The 10T SRAM cell design employs short local read bit lines (LRBLs) and extended global read bit lines (GRBLs) for the read operation, but not a bit-line hierarchy for the write operation. Figure 7 shows the read path for transferring stored data from the cell to the memory outputs when using hierarchical bit lines. A short (8-bit) LRBL forms a high-speed full-swing local read path, while a long (256-bit) GRBL is devoted to a global read path.
The read path features two-level-selection operation. One level is 8:1 mux during LRBL operation, and the other level is 2:1 mux during GRBL operation. The major advantage of this two-level architecture is that the path of output can remove sense amplifiers and full-swing voltage preserves signal integrity, as well as speeds up read access. Because it employs a dynamic circuit on read path, the 10T SRAM consumes a little higher dynamic power versus the 8T SRAM for a read operation, and requires limited-switch-dynamic-logic (LSDL) circuits to transform a dynamic signal into a static output (Fig. 8).
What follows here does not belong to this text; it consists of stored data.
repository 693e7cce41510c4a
pub mod error_location;
pub mod redact_error;
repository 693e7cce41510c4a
// Library exports for testing
// The binary (main.rs) imports these as well

pub mod cli;
pub mod error;
pub mod input;
pub mod logger;
pub mod run;

#[cfg(test)]
mod tests;
//! HTTP status code classification for response handling.

/// HTTP status code as returned by the hub.
///
/// Stored directly rather than parsed from error messages.
#[derive(Debug, Clone, Copy, PartialEq, Eq)]
pub struct HttpStatusCode(pub u16);

impl HttpStatusCode {
    /// 2xx responses, the only range treated as success.
    pub fn is_success(&self) -> bool {
        (200..300).contains(&self.0)
    }

    pub fn is_unauthorized(&self) -> bool {
        self.0 == 401
    }

    pub fn as_u16(&self) -> u16 {
        self.0
    }
}

impl From<u16> for HttpStatusCode {
    fn from(code: u16) -> Self {
        HttpStatusCode(code)
    }
}

impl std::fmt::Display for HttpStatusCode {
    fn fmt(&self, f: &mut std::fmt::Formatter<'_>) -> std::fmt::Result {
        write!(f, "{}", self.0)
    }
}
The write path for the 10T SRAM cell is much simpler than for the read path. Because the write operation does not use a bit-line hierarchy, the input data is driven to the write bit-line pairs directly after being latched by the data flip-flop (DFF), as shown in Figure 7.
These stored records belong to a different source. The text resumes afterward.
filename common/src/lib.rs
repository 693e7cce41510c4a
//! Shared building blocks for the openHAB bridge.
//!
//! This crate holds the small cross-cutting types every other crate leans on:
//! error locations, HTTP status classification, and secret values that refuse
//! to show up in logs.
//!
//! ## Architecture
//!
//! - **common** (this crate): Cross-cutting primitives
//! - **models**: Pure data structures (credentials, envelopes, output rows)
//! - **openhab-client**: Auth resolution, dispatch, operation routing
//! - **ohctl**: Command-line host wiring everything together

pub mod error;
pub mod http_status;
pub mod redacted_secret;


pub use error::error_location::ErrorLocation;
pub use error::redact_error::RedactError;
pub use http_status::HttpStatusCode;
pub use redacted_secret::{REDACTION_MARKER, RedactedSecret};
use crate::error::model_error::ModelError;
use crate::{AuthMode, Credentials};

use common::RedactedSecret;

/// Builder for creating validated [`Credentials`] instances.
///
/// Mode-specific requirements (token present, password present) are checked
/// at dispatch time; the builder only rejects values that are malformed in
/// any mode.
#[derive(Debug, Default)]
pub struct CredentialsBuilder {
    auth_mode: Option<AuthMode>,
    base_url_local: Option<String>,
    local_token: Option<RedactedSecret>,
    cloud_username: Option<String>,
    cloud_password: Option<RedactedSecret>,
    cloud_token: Option<RedactedSecret>,
    allow_self_signed: bool,
}

impl CredentialsBuilder {
    pub fn with_auth_mode(mut self, mode: AuthMode) -> Self {
        self.auth_mode = Some(mode);
        self
    }

    pub fn with_base_url(mut self, url: impl Into<String>) -> Self {
        self.base_url_local = Some(url.into());
        self
    }

    pub fn with_local_token(mut self, token: impl Into<RedactedSecret>) -> Self {
        self.local_token = Some(token.into());
        self
    }

    pub fn with_cloud_username(mut self, username: impl Into<String>) -> Self {
        self.cloud_username = Some(username.into());
        self
    }

    pub fn with_cloud_password(mut self, password: impl Into<RedactedSecret>) -> Self {
        self.cloud_password = Some(password.into());
        self
    }

    pub fn with_cloud_token(mut self, token: impl Into<RedactedSecret>) -> Self {
        self.cloud_token = Some(token.into());
        self
    }

    pub fn with_allow_self_signed(mut self, allow: bool) -> Self {
        self.allow_self_signed = allow;
        self
    }

    /// Build the Credentials with validation.
    #[track_caller]
    pub fn build(self) -> Result<Credentials, ModelError> {
        let base_url_local = self.base_url_local.unwrap_or_default();
        let trimmed = base_url_local.trim();

        if !trimmed.is_empty() && !trimmed.starts_with("http://") && !trimmed.starts_with("https://")
        {
            return Err(ModelError::validation(format!(
                "Base URL must start with http:// or https://: {trimmed}"
            )));
        }

        Ok(Credentials {
            auth_mode: self.auth_mode.unwrap_or_default(),
            base_url_local: trimmed.to_string(),
            local_token: self.local_token.unwrap_or_default(),
            cloud_username: self.cloud_username.unwrap_or_default(),
            cloud_password: self.cloud_password.unwrap_or_default(),
            cloud_token: self.cloud_token,
            allow_self_signed: self.allow_self_signed,
        })
    }
}

/// Start from existing credentials, e.g. to overlay environment values.
impl From<&Credentials> for CredentialsBuilder {
    fn from(credentials: &Credentials) -> Self {
        Self {
            auth_mode: Some(credentials.auth_mode),
            base_url_local: Some(credentials.base_url_local.clone()),
            local_token: Some(credentials.local_token.clone()),
            cloud_username: Some(credentials.cloud_username.clone()),
            cloud_password: Some(credentials.cloud_password.clone()),
            cloud_token: credentials.cloud_token.clone(),
            allow_self_signed: credentials.allow_self_signed,
        }
    }
}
Figure 9 illustrates the simulated timing diagram of this memory in a read operation. The read bit-lines start precharged to some reference voltage that’s usually close to the positive supply. When the read word-line turns high, the access transistor connected to the cell node storing a “0” bit starts discharging the selected local read bit-line in a read “0” operation. Meanwhile, the unselected lines remain in their precharged state, resulting in a full voltage swing across the local bit-line.
The discharged local bit-line and turned high select signal (SEL) drives the GRBL pulled down together. Then, the LSDL transforms dynamic “0” into a static output. The pulse width of the read word-lines is adequate for read access. However, it can’t run too wide, otherwise it will consume too much power on GRBL precharging operations.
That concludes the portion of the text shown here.